Normally I use something like this to try and catch all unexpected top-level exceptions.

using System;

static class Program
{
  [STAThread]
  static void Main(string[] argv)
  {
    try
    {
      AppDomain.CurrentDomain.UnhandledException += (sender,e)
      => FatalExceptionObject(e.ExceptionObject);

      Application.ThreadException += (sender,e)
      => FatalExceptionHandler.Handle(e.Exception);

      // whatever you need/want here

      Application.Run(new MainWindow());
    }
    catch (Exception huh)
    {
      FatalExceptionHandler.Handle(huh);
    }
  }

  static void FatalExceptionObject(object exceptionObject) {
    var huh = exceptionObject as Exception;
    if (huh == null) {
      huh = new NotSupportedException(
        "Unhandled exception doesn't derive from System.Exception: "
         + exceptionObject.ToString()
      );
    }
    FatalExceptionHandler.Handle(huh);
  }
}

Maybe it is something you find helpful too? This main code routes all three ways of catching unexpected top-level exceptions through one method call. All you now need is a static class FatalExceptionHandler that includes your top-level exception handling in its Handle method.

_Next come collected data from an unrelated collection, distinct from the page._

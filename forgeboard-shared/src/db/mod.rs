/// Database layer for Forgeboard
///
/// This module provides connection pooling and migrations. Models live in
/// the `models` module at crate root level.
///
/// The pool is constructed explicitly at startup and passed down to
/// handlers; there is no global client. Shutdown closes the pool via
/// [`pool::close_pool`].

pub mod migrations;
pub mod pool;

pub use migrations::{get_migration_status, run_migrations, MigrationStatus};
pub use pool::{close_pool, create_pool, health_check, DatabaseConfig};
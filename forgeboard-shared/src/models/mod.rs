/// Database models for Forgeboard
///
/// One module per table, each with its row struct, create/update inputs,
/// and sqlx CRUD operations.
///
/// # Models
///
/// - `user`: Accounts, roles, and permission grants
/// - `invite_code`: Single-use, role-bound registration codes
/// - `project`: Client-owned projects with members
/// - `task`: Project tasks with assignee and priority
/// - `time_log`: Immutable per-task time entries
/// - `comment`: Immutable per-task comments
/// - `activity_log`: Append-only audit records
/// - `notification`: Per-user inbox entries
/// - `password_reset`: Single-use, time-boxed reset tokens (hashed at rest)
/// - `contact`: Contact-form intake
/// - `setting`: System configuration key/value store

pub mod activity_log;
pub mod comment;
pub mod contact;
pub mod invite_code;
pub mod notification;
pub mod password_reset;
pub mod project;
pub mod setting;
pub mod task;
pub mod time_log;
pub mod user;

And really, any application developer knows there are really just two things to do there:

  1. Show/log the exception like you see fit
  2. Make sure you exit/kill the application process

If you think item two is strange, remember that we only bother to do this in the first place for really exceptional situations. These things are probably bugs that need changes to your application to be accurately addressed. Any other exception handling - the functional kind - should be lower down inside your actual program code, catching specific kinds of exceptions where this makes sense and handling them there in the way that makes sense. Anything else should bubble up to your FatalExceptionHandler to make itself known and stop the possibly crippled program from working from corrupted state

Dead programs tell no lies... ;-)

Solution 2:

It's because you're running it through Visual Studio in Debug mode. If you release and install your app somewhere else, nothing but your global exception handler will be processed.

Solution 3:

Note that unhandled exceptions are still pretty fatal; you can only really use this for logging, or maybe some hasty close-down. Neither this nor Application.ThreadException can be used as a global sink for errors.

The better approach is to add proper handling - for example, around your entire Main() logic. Note that even this can't catch a few exceptions, such as errors during form-load (which get particularly nasty - you can catch them with a debugger attached, but not without).